Dataset excerpts:

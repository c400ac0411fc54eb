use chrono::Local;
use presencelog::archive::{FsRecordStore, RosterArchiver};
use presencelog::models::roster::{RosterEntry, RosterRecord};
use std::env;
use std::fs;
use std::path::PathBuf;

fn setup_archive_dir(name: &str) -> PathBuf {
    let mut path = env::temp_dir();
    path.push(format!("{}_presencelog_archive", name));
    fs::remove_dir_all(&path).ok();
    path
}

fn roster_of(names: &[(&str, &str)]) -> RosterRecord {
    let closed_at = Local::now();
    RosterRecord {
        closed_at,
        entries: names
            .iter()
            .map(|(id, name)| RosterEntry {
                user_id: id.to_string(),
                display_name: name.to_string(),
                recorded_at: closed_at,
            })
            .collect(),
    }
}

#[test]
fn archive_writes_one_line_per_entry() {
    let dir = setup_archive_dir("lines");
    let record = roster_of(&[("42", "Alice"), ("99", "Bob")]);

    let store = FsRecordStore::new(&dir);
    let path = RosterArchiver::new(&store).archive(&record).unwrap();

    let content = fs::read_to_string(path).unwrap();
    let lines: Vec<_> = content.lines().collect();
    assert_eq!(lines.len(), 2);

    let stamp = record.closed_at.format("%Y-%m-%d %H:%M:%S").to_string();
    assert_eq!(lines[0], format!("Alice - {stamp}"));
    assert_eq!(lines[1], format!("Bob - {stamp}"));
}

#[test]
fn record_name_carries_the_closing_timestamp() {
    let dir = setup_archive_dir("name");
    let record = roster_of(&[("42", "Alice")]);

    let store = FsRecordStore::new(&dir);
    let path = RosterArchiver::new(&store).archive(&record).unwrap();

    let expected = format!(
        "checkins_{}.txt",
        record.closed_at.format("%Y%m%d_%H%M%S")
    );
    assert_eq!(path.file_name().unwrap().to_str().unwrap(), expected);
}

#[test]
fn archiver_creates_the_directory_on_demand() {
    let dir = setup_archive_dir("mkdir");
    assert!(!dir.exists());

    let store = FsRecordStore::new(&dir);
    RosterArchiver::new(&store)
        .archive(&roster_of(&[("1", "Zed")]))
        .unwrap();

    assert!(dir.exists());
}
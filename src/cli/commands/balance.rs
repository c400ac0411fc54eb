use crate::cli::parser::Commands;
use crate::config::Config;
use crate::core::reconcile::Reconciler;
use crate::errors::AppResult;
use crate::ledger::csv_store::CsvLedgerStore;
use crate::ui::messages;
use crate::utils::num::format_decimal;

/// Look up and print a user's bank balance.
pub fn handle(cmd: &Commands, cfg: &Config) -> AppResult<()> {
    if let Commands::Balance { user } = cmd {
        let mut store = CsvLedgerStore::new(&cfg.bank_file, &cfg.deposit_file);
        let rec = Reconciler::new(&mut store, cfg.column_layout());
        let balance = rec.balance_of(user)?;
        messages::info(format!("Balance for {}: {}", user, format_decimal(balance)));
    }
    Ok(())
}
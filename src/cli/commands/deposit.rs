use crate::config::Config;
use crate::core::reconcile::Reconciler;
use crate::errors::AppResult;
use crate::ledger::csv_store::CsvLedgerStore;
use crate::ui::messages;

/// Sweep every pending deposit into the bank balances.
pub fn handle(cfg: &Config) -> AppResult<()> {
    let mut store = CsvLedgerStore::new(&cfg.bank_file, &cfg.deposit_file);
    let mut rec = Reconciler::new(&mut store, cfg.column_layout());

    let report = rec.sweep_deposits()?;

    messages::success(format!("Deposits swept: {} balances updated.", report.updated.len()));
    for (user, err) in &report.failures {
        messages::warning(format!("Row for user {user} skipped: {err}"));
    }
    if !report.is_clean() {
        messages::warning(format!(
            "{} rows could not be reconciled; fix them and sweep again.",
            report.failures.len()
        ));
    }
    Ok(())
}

PROBLEM DESCRIPTION
Take the records above and return, word for word, only the lines that fall from the line with "let mut rec" to the line with "for (user, err)", both of them included.

ANSWER TO THIS EXERCISE
    let mut rec = Reconciler::new(&mut store, cfg.column_layout());

    let report = rec.sweep_deposits()?;

    messages::success(format!("Deposits swept: {} balances updated.", report.updated.len()));
    for (user, err) in &report.failures {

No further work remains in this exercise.